Make sure your connections are encrypted
How can you tell if the sites you’re using are encrypting the information you send and search for? They’ll be marked by web URLs that begin with “https.” Google, Bing, and Yahoo each recently began encrypting user searches online by default.
If you’re a fan of online shopping, it can be almost impossible to avoid inputting sensitive financial information online, as many retailers don’t offer secure connections. That’s why in most cases it’s smart not to use a public WiFi connection for shopping or banking.
Use your own Virtual Private Network
If you want to encrypt your web activity wherever you go, a virtual private network (VPN) is the best route. VPNs are frequently used by companies as a means of allowing their employees to access the company Internet network when they’re logging in remotely.
Thanks to hundreds of free and paid options online, it’s pretty easy to get your own VPN. Not only is the information sent over a VPN encrypted, but, depending on which kind you use, it’s protected from hackers and potential malware with added layers of security. And because VPNs allow you to log in via a private connection no matter where you are, they’ve become a favorite work-around tool for travelers who want to stream content from home (since you’re logging into a U.S.-based network, you’re basically treated like an American wherever you go online).
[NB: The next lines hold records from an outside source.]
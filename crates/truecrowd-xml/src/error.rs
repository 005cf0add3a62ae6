//! Error types for XML reading and writing.

use thiserror::Error;

/// Errors that can occur when reading or writing XML documents.
#[derive(Debug, Error)]
pub enum Error {
    /// I/O error.
    #[error("I/O error: {0}")]
    Io(#[from] std::io::Error),

    /// UTF-8 decoding error.
    #[error("UTF-8 error: {0}")]
    Utf8(#[from] std::str::Utf8Error),

    /// The document has no root element.
    #[error("no root element found in XML")]
    NoRoot,

    /// XML parsing or writing error.
    #[error("XML error: {0}")]
    Xml(String),
}

/// Result type for XML operations.
pub type Result<T> = std::result::Result<T, Error>;
impl CrowdDatabase {
    pub(crate) fn from_parts(header: DatabaseHeader, arenas: Arenas) -> Self {
        Self { header, arenas }
    }

    /// Open a chunk file and read its crowd database chunk.
    pub fn open<P: AsRef<Path>>(path: P) -> Result<Self> {
        Self::from_chunk_file(&ChunkFile::open(path)?)
    }

    /// Open a bare image file (no chunk container).
    pub fn open_image<P: AsRef<Path>>(path: P) -> Result<Self> {
        let file = std::fs::File::open(path)?;
        // SAFETY: the mapping is only read while parsing and all records are copied out.
        let mmap = unsafe { Mmap::map(&file)? };
        Self::parse(&mmap)
    }

    /// Read the crowd database chunk of a parsed chunk file.
    pub fn from_chunk_file(file: &ChunkFile) -> Result<Self> {
        let chunk = file.require(CHUNK_UID)?;
        if chunk.version != CHUNK_VERSION {
            tracing::warn!(
                version = chunk.version,
                expected = CHUNK_VERSION,
                "unexpected crowd database chunk version"
            );
        }
        Self::parse(&chunk.data)
    }

    fn chunk_builder(&self) -> Result<ChunkFileBuilder> {
        let mut builder = ChunkFileBuilder::new(PLATFORM);
        builder.add_chunk(CHUNK_UID, CHUNK_NAME, CHUNK_VERSION, self.to_bytes())?;
        Ok(builder)
    }

    /// Wrap the image in a chunk file.
    pub fn to_chunk_file(&self) -> Result<Vec<u8>> {
        Ok(self.chunk_builder()?.build())
    }

    /// Write the database as a chunk file.
    pub fn save<P: AsRef<Path>>(&self, path: P) -> Result<()> {
        self.chunk_builder()?.write_to_file(path)?;
        Ok(())
    }

    /// Lay the database out as one contiguous image.
    pub fn to_bytes(&self) -> Vec<u8> {
        let layout = Layout::compute(&self.header.counts);
        let mut image = vec![0u8; layout.total_size()];
        image[..std::mem::size_of::<DatabaseHeader>()].copy_from_slice(self.header.as_bytes());

        let a = &self.arenas;
        let mut write = |region, bytes: &[u8]| {
            let offset = layout.offset(region);
            image[offset..offset + bytes.len()].copy_from_slice(bytes);
        };
        write(Region::TagList, a.tags.as_slice().as_bytes());
        write(Region::ComponentEntries, a.component_entries.as_slice().as_bytes());
        write(Region::ResourceEntries, a.resource_entries.as_slice().as_bytes());
        write(Region::Lods, a.lods.as_slice().as_bytes());
        write(Region::ModelParts, a.model_parts.as_slice().as_bytes());
        write(Region::TextureSetArray, a.texture_set_slots.as_slice().as_bytes());
        write(Region::TextureSets, a.texture_sets.as_slice().as_bytes());
        write(Region::ColourTints, a.colour_tints.as_slice().as_bytes());
        write(Region::OverrideParams, a.override_params.as_slice().as_bytes());
        write(Region::StringBuffer, a.strings.as_bytes());

        image
    }

    /// Parse and validate an image.
    pub fn parse(data: &[u8]) -> Result<Self> {
        let header: DatabaseHeader = BinaryReader::new(data).read_struct()?;
        if header.type_uid != TYPE_UID {
            return Err(Error::InvalidTypeUid {
                expected: TYPE_UID,
                actual: header.type_uid,
            });
        }

        let layout = Layout::compute(&header.counts);
        if header.total_size as usize != layout.total_size() {
            return Err(Error::SizeMismatch {
                expected: header.total_size as usize,
                actual: layout.total_size(),
            });
        }
        if data.len() < layout.total_size() {
            return Err(Error::SizeMismatch {
                expected: layout.total_size(),
                actual: data.len(),
            });
        }

        let counts = &header.counts;
        let string_bytes = counts.count(Region::StringBuffer);
        let strings = BinaryReader::new_at(data, layout.offset(Region::StringBuffer))
            .read_bytes(string_bytes)?
            .to_vec();

        let arenas = Arenas {
            tags: read_region(data, &layout, counts, Region::TagList)?,
            component_entries: read_region(data, &layout, counts, Region::ComponentEntries)?,
            resource_entries: read_region(data, &layout, counts, Region::ResourceEntries)?,
            lods: read_region(data, &layout, counts, Region::Lods)?,
            model_parts: read_region(data, &layout, counts, Region::ModelParts)?,
            texture_set_slots: read_region(data, &layout, counts, Region::TextureSetArray)?,
            texture_sets: read_region(data, &layout, counts, Region::TextureSets)?,
            colour_tints: read_region(data, &layout, counts, Region::ColourTints)?,
            override_params: read_region(data, &layout, counts, Region::OverrideParams)?,
            strings: StringPool::from_bytes(strings),
        };

        let database = Self { header, arenas };
        database.validate()?;
        tracing::debug!(bytes = layout.total_size(), "parsed crowd database image");
        Ok(database)
    }

    fn validate(&self) -> Result<()> {
        let definition = &self.header.definition;
        check_count(definition.entity_count, MAX_ENTITIES, "Entity")?;
        check_count(definition.component_count, MAX_COMPONENTS, "Component")?;
        check_count(definition.tag_count, MAX_TAGS, "Tag")?;

        let a = &self.arenas;
        if definition.component_count as usize != a.component_entries.len() {
            return Err(Error::LayoutMismatch {
                region: Region::ComponentEntries,
                expected: definition.component_count as usize,
                actual: a.component_entries.len(),
            });
        }
        if definition.tag_count as usize != a.tags.len() {
            return Err(Error::LayoutMismatch {
                region: Region::TagList,
                expected: definition.tag_count as usize,
                actual: a.tags.len(),
            });
        }

        for entries in a.component_entries.as_slice() {
            check_range(&a.resource_entries, entries.first_entry, entries.entry_count)?;
        }
        for entry in a.resource_entries.as_slice() {
            self.check_resource(&entry.resource, &a.resource_entries)?;
            check_range(&a.lods, entry.first_lod, entry.lod_count)?;
            check_range(
                &a.texture_set_slots,
                entry.first_texture_set_slot,
                entry.texture_set_count,
            )?;
        }
        for lod in a.lods.as_slice() {
            check_range(&a.model_parts, lod.first_part, lod.part_count)?;
        }
        for part in a.model_parts.as_slice() {
            self.check_string(part.name)?;
        }
        for &slot in a.texture_set_slots.as_slice() {
            check_index(&a.texture_sets, slot)?;
        }
        for texture_set in a.texture_sets.as_slice() {
            self.check_resource(&texture_set.resource, &a.texture_sets)?;
            check_range(&a.colour_tints, texture_set.first_tint, texture_set.tint_count)?;
            check_range(&a.override_params, texture_set.first_param, texture_set.param_count)?;
        }
        Ok(())
    }

    fn check_resource<T>(&self, resource: &ResourceRecord, region: &Arena<T>) -> Result<()> {
        self.check_string(resource.name)?;
        if resource.high_res != NULL_INDEX {
            check_index(region, resource.high_res)?;
        }
        Ok(())
    }

    fn check_string(&self, offset: u32) -> Result<()> {
        truecrowd_common::cstr_at(self.arenas.strings.as_bytes(), offset as usize)
            .map(|_| ())
            .map_err(|_| Error::IndexOutOfBounds {
                region: Region::StringBuffer,
                index: offset,
                len: self.arenas.strings.len(),
            })
    }

    /// The image header.
    pub fn header(&self) -> &DatabaseHeader {
        &self.header
    }

    pub fn definition(&self) -> &DefinitionRecord {
        &self.header.definition
    }

    /// Region counts of this database.
    pub fn counts(&self) -> &Estimate {
        &self.header.counts
    }

    /// Raw arenas.
    pub fn arenas(&self) -> &Arenas {
        &self.arenas
    }

    /// Component types in definition order.
    pub fn components(&self) -> &[ComponentRecord] {
        self.header.definition.components()
    }

    /// Name of component type `index`.
    pub fn component_name(&self, index: usize) -> Option<&str> {
        self.components().get(index).map(ComponentRecord::name)
    }

    /// Index of the component type with the given name.
    pub fn component_index(&self, name: &str) -> Option<usize> {
        self.components().iter().position(|c| c.name() == name)
    }

    /// Tag ids in bit order.
    pub fn tags(&self) -> &[u32] {
        self.arenas.tags.as_slice()
    }

    /// Entry ranges, one per component type.
    pub fn component_entries(&self) -> &[ComponentEntriesRecord] {
        self.arenas.component_entries.as_slice()
    }

    /// Every resource entry, grouped by component type.
    pub fn resource_entries(&self) -> &[ResourceEntryRecord] {
        self.arenas.resource_entries.as_slice()
    }

    /// Resource entries of component type `component`.
    pub fn resources_of(&self, component: usize) -> &[ResourceEntryRecord] {
        match self.component_entries().get(component) {
            Some(entries) => self
                .arenas
                .resource_entries
                .range(entries.first_entry, entries.entry_count),
            None => &[],
        }
    }

    pub fn lods(&self, entry: &ResourceEntryRecord) -> &[LodRecord] {
        self.arenas.lods.range(entry.first_lod, entry.lod_count)
    }

    pub fn model_parts(&self, lod: &LodRecord) -> &[ModelPartRecord] {
        self.arenas.model_parts.range(lod.first_part, lod.part_count)
    }

    /// Texture sets of a resource entry, through its slot range.
    pub fn texture_sets<'a>(
        &'a self,
        entry: &ResourceEntryRecord,
    ) -> impl Iterator<Item = &'a TextureSetRecord> + 'a {
        self.arenas
            .texture_set_slots
            .range(entry.first_texture_set_slot, entry.texture_set_count)
            .iter()
            .filter_map(|&slot| self.arenas.texture_sets.get(slot))
    }

    /// Every texture set in region order.
    pub fn all_texture_sets(&self) -> &[TextureSetRecord] {
        self.arenas.texture_sets.as_slice()
    }

    pub fn colour_tints(&self, texture_set: &TextureSetRecord) -> &[ColourRecord] {
        self.arenas
            .colour_tints
            .range(texture_set.first_tint, texture_set.tint_count)
    }

    pub fn override_params(&self, texture_set: &TextureSetRecord) -> &[OverrideParamRecord] {
        self.arenas
            .override_params
            .range(texture_set.first_param, texture_set.param_count)
    }

    /// String at a pool offset.
    pub fn string(&self, offset: u32) -> Option<&str> {
        self.arenas.strings.get(offset)
    }

    /// Name of a resource or texture set.
    pub fn resource_name(&self, resource: &ResourceRecord) -> Option<&str> {
        self.string(resource.name)
    }

    /// Type of a resource or texture set, `None` for unknown raw values.
    pub fn resource_type(&self, resource: &ResourceRecord) -> Option<ResourceType> {
        ResourceType::from_i32(resource.resource_type)
    }

    /// Tag ids whose bit is set on `entry`.
    pub fn entry_tags(&self, entry: &ResourceEntryRecord) -> Vec<u32> {
        entry
            .tags
            .iter()
            .filter_map(|bit| self.tags().get(bit).copied())
            .collect()
    }

    /// High-resolution counterpart of a resource entry.
    pub fn high_res_entry(&self, entry: &ResourceEntryRecord) -> Option<&ResourceEntryRecord> {
        self.follow(entry.resource.high_res, &self.arenas.resource_entries)
    }

    /// High-resolution counterpart of a texture set.
    pub fn high_res_texture_set(
        &self,
        texture_set: &TextureSetRecord,
    ) -> Option<&TextureSetRecord> {
        self.follow(texture_set.resource.high_res, &self.arenas.texture_sets)
    }

    fn follow<'a, T>(&self, index: u32, arena: &'a Arena<T>) -> Option<&'a T> {
        if index == NULL_INDEX {
            return None;
        }
        arena.get(index)
    }

    /// First resource entry with the given name.
    pub fn find_resource(&self, name: &str) -> Option<&ResourceEntryRecord> {
        self.resource_entries()
            .iter()
            .find(|e| self.resource_name(&e.resource) == Some(name))
    }

    /// First texture set with the given name.
    pub fn find_texture_set(&self, name: &str) -> Option<&TextureSetRecord> {
        self.all_texture_sets()
            .iter()
            .find(|t| self.resource_name(&t.resource) == Some(name))
    }

    /// Element counts.
    pub fn summary(&self) -> Summary {
        let counts = &self.header.counts;
        Summary {
            entities: self.header.definition.entities().len(),
            components: self.components().len(),
            tags: counts.tags as usize,
            resource_entries: counts.resource_entries as usize,
            lods: counts.lods as usize,
            model_parts: counts.model_parts as usize,
            texture_sets: counts.texture_sets as usize,
            colour_tints: counts.colour_tints as usize,
            override_params: counts.override_params as usize,
            string_bytes: counts.string_bytes as usize,
            image_size: self.header.total_size as usize,
        }
    }
}
//! Symbol interning and symbol dictionaries.
//!
//! Identifiers in a crowd database are stored as 32-bit symbol hashes. A
//! [`SymbolTable`] mints those ids from readable names while remembering the
//! spelling, so a later export can render them back. Dictionaries are plain text,
//! one `0xXXXXXXXX spelling` line per symbol.

use std::hash::BuildHasherDefault;
use std::io::{BufRead, Write};
use std::path::Path;

use hashbrown::HashMap as FastHashMap;
use rustc_hash::FxHasher;

use crate::hash::{hash32, hash_upper32};
use crate::{Error, Result};

type FxHashMap<K, V> = FastHashMap<K, V, BuildHasherDefault<FxHasher>>;

/// Prefix marking an identifier that is already a raw hexadecimal id.
pub const ESCAPE_MARKER: char = '~';

/// Which hash variant an identifier is minted with.
///
/// Two identifiers are equal only if both spelling and case mode agree, so every
/// field kind must always use the same mode.
#[derive(Debug, Clone, Copy, PartialEq, Eq, Hash)]
pub enum CaseMode {
    /// Hash the bytes as written.
    Sensitive,
    /// Fold ASCII letters to upper case before hashing.
    Upper,
}

impl CaseMode {
    /// Hash `text` with this case mode.
    #[inline]
    pub fn hash(self, text: &str) -> u32 {
        match self {
            Self::Sensitive => hash32(text),
            Self::Upper => hash_upper32(text),
        }
    }
}

/// Interns identifier strings into 32-bit ids and resolves them back.
#[derive(Debug, Default, Clone)]
pub struct SymbolTable {
    names: FxHashMap<u32, String>,
}

impl SymbolTable {
    /// Create an empty symbol table.
    pub fn new() -> Self {
        Self::default()
    }

    /// Intern `text` and return its id.
    ///
    /// The first spelling of an id wins, except that a case-sensitive intern
    /// replaces a spelling that only matches the id once upper-cased.
    ///
    /// Text starting with [`ESCAPE_MARKER`] is an explicit raw id (`~1A2B3C4D`,
    /// `~0x1A2B3C4D~`) and is returned without being recorded.
    pub fn intern(&mut self, text: &str, case: CaseMode) -> u32 {
        if let Some(raw) = text.strip_prefix(ESCAPE_MARKER) {
            return parse_escaped(raw);
        }

        let id = case.hash(text);
        let stored = self.names.entry(id).or_insert_with(|| text.to_string());
        // A spelling kept for a case-sensitive id must hash to it unfolded.
        if case == CaseMode::Sensitive && hash32(stored) != id {
            *stored = text.to_string();
        }
        id
    }

    /// Record a known spelling for `id` (used when loading dictionaries).
    ///
    /// Existing spellings are kept.
    pub fn insert(&mut self, id: u32, text: impl Into<String>) {
        self.names.entry(id).or_insert_with(|| text.into());
    }

    /// Look up the spelling of `id`.
    pub fn lookup(&self, id: u32) -> Option<&str> {
        self.names.get(&id).map(String::as_str)
    }

    /// Number of known symbols.
    pub fn len(&self) -> usize {
        self.names.len()
    }

    /// Whether the table knows no symbols.
    pub fn is_empty(&self) -> bool {
        self.names.is_empty()
    }

    /// All symbols sorted by id.
    pub fn sorted(&self) -> Vec<(u32, &str)> {
        let mut entries: Vec<_> = self
            .names
            .iter()
            .map(|(&id, name)| (id, name.as_str()))
            .collect();
        entries.sort_unstable_by_key(|&(id, _)| id);
        entries
    }

    /// Write the table as a dictionary, sorted by id.
    pub fn write_dictionary<W: Write>(&self, writer: &mut W) -> Result<()> {
        for (id, name) in self.sorted() {
            writeln!(writer, "0x{:08X} {}", id, name)?;
        }
        Ok(())
    }

    /// Save the table as a dictionary file.
    pub fn save<P: AsRef<Path>>(&self, path: P) -> Result<()> {
        let mut file = std::io::BufWriter::new(std::fs::File::create(path)?);
        self.write_dictionary(&mut file)?;
        file.flush()?;
        Ok(())
    }

    /// Read dictionary lines into this table, returning how many lines were loaded.
    pub fn read_dictionary<R: BufRead>(&mut self, reader: R) -> Result<usize> {
        let mut loaded = 0;
        for (index, line) in reader.lines().enumerate() {
            let line = line?;
            let trimmed = line.trim_end_matches(['\r', '\n']);
            if trimmed.trim().is_empty() {
                continue;
            }

            let malformed = || Error::MalformedDictionary {
                line: index + 1,
                text: trimmed.to_string(),
            };

            let (id, name) = trimmed.split_once(' ').ok_or_else(malformed)?;
            let digits = id
                .strip_prefix("0x")
                .or_else(|| id.strip_prefix("0X"))
                .unwrap_or(id);
            let id = u32::from_str_radix(digits, 16).map_err(|_| malformed())?;

            self.insert(id, name);
            loaded += 1;
        }

        tracing::debug!(loaded, "read symbol dictionary");
        Ok(loaded)
    }

    /// Load a dictionary file into this table.
    pub fn load<P: AsRef<Path>>(&mut self, path: P) -> Result<usize> {
        let file = std::fs::File::open(path)?;
        self.read_dictionary(std::io::BufReader::new(file))
    }
}

/// Parse the body of an escaped id.
///
/// Reads the longest run of leading hex digits (after an optional `0x`), so a
/// trailing `~` is ignored; an empty run yields 0 and overflow saturates.
fn parse_escaped(raw: &str) -> u32 {
    let digits = raw
        .strip_prefix("0x")
        .or_else(|| raw.strip_prefix("0X"))
        .unwrap_or(raw);

    let mut value: u64 = 0;
    for c in digits.chars() {
        let Some(digit) = c.to_digit(16) else {
            break;
        };
        value = (value << 4) | u64::from(digit);
        if value > u64::from(u32::MAX) {
            return u32::MAX;
        }
    }
    value as u32
}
Lifehacker has an exhaustive list of reliable VPNs here. Make sure to choose one that also has mobile functionality as well.
Opt-out of tracking via data brokers themselves
One of the biggest bones regulators have to pick with data brokers is that they make it nearly impossible for consumers to figure out how to opt out of their tracking mechanisms. That likely won’t change for a while, but the World Privacy Forum keeps a running list of the opt-out pages that currently exist at major data broker websites.You can find it here.
Adjust your privacy settings on your mobile devices
If you carry a smartphone, chances are at least some of your apps are tracking you in some way. Many apps that run ads can use your activity to tailor ads to you. In a lot of cases, these apps need access to this information in order to function the way they’re meant to. But know that you can adjust them at any time by tapping into your phone’s privacy settings and adjusting them one by one. The latest iPhone and Android updates also offer a new feature that stops apps from using ad tracking, but you’ll need to turn it on yourself.
The bottom line:
Short of chucking your cellphone and computer out the window, it’s practically impossible to expect total anonymity online. Until all web activity requires users to opt in to tracking — rather than require us to go out of our way to opt out — use these tips to find the right balance for yourself. Just don’t drive yourself crazy with paranoia.
“I think you can either live in the dark ages or you can use the Internet and understand what the risks are,” Ruben said. “I just assume that what I’m doing isn’t really that private and I don’t put things on the Internet that I wouldn’t put in a post card.”